# Stress testing banks



## dewdrop (13 Mar 2011)

Media reports suggest more bad news on the way. What puzzles me is what valuation can be placed on property for this exercise if, in effect, there is no market there to guide values. For example the park where i live has been a much sought after place to live and in the past rarely a house went on the market as it was snapped up once news went out it was for sale. For past two years or so a house has been for sale and i gather there has been no offers. How can this property be valued?


----------



## Chris (14 Mar 2011)

I don't think you can value a banks underlying mortgage securities by looking at all the individual properties. The only thing that makes sense is to discount the entire real estate portfolio by the decrease in house prices since the peak.
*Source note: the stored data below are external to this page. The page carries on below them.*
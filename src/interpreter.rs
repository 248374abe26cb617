// ABOUTME: Tree-walking evaluator: executes the resolved AST against a live environment chain

use crate::env::Environment;
use crate::error::RuntimeError;
use crate::expr::{Expr, ExprId, LiteralValue};
use crate::stmt::{ClassDecl, FunctionDecl, Stmt};
use crate::token::{Token, TokenKind};
use crate::value::{Callable, Instance, LoxClass, LoxFunction, Value};
use std::cell::RefCell;
use std::collections::HashMap;
use std::io::Write;
use std::rc::Rc;

/// Non-local control flow threaded through evaluation as the `Err` arm of
/// every statement/expression result. `?` does the unwinding; `Call`
/// intercepts `Return`, `While` intercepts `Break`, and `interpret` is the
/// only place a bare `Error` is allowed to surface.
pub enum Signal {
    Return(Value),
    Break,
    Error(RuntimeError),
}

impl From<RuntimeError> for Signal {
    fn from(e: RuntimeError) -> Self {
        Signal::Error(e)
    }
}

type EvalResult<T> = Result<T, Signal>;

/// Where `print` statements and REPL value echoes go. Defaults to real
/// stdout; tests swap in an in-memory buffer to assert on output.
pub type Output = Rc<RefCell<dyn std::io::Write>>;

pub fn stdout_sink() -> Output {
    Rc::new(RefCell::new(std::io::stdout()))
}

pub struct Interpreter {
    pub globals: Rc<Environment>,
    environment: Rc<Environment>,
    locals: HashMap<ExprId, usize>,
    output: Output,
}
// ABOUTME: Recursive-descent parser turning a token stream into an AST

use crate::error::StaticError;
use crate::expr::{Expr, LiteralValue};
use crate::stmt::{ClassDecl, FunctionDecl, Stmt};
use crate::token::{Literal, Token, TokenKind};
use std::rc::Rc;

const MAX_ARGS: usize = 8;

#[derive(Clone, Copy, PartialEq)]
enum FunctionKind {
    Function,
    Method,
    ClassMethod,
}

impl FunctionKind {
    fn label(self) -> &'static str {
        match self {
            FunctionKind::Function => "function",
            FunctionKind::Method => "method",
            FunctionKind::ClassMethod => "class method",
        }
    }
}

pub struct Parser {
    tokens: Vec<Token>,
    current: usize,
    errors: Vec<StaticError>,
}

type ExprResult = Result<Expr, ()>;
type StmtResult = Result<Stmt, ()>;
In addition to that you would have to factor in the very likely further decrease, plus the effects of repossessions.
But looking at past "stress" tests of banks I would have no faith in their findings.


----------



## csirl (14 Mar 2011)

There is still a market in a lot of places in the country. In my area, houses are being bought and sold on a regular basis. Prices are a lot lower than before and sometimes the houses are on the market for longer than before, but they are changing hands.


----------



## Chris (14 Mar 2011)

Yes, there is a market clearing price for everything, no matter how bad a recession/depression is. We sold our house 3 years ago. At the time there were 5 other identical houses in our estate for sale. We undercut them all by a lot and sold the house within 2 months.
A house near where we live now sold recently within 6 weeks of going on the market. The seller did the same thing as we did by advertising it for 20% less than comparable houses on the market. At the right price there is a buyer for everything.


----------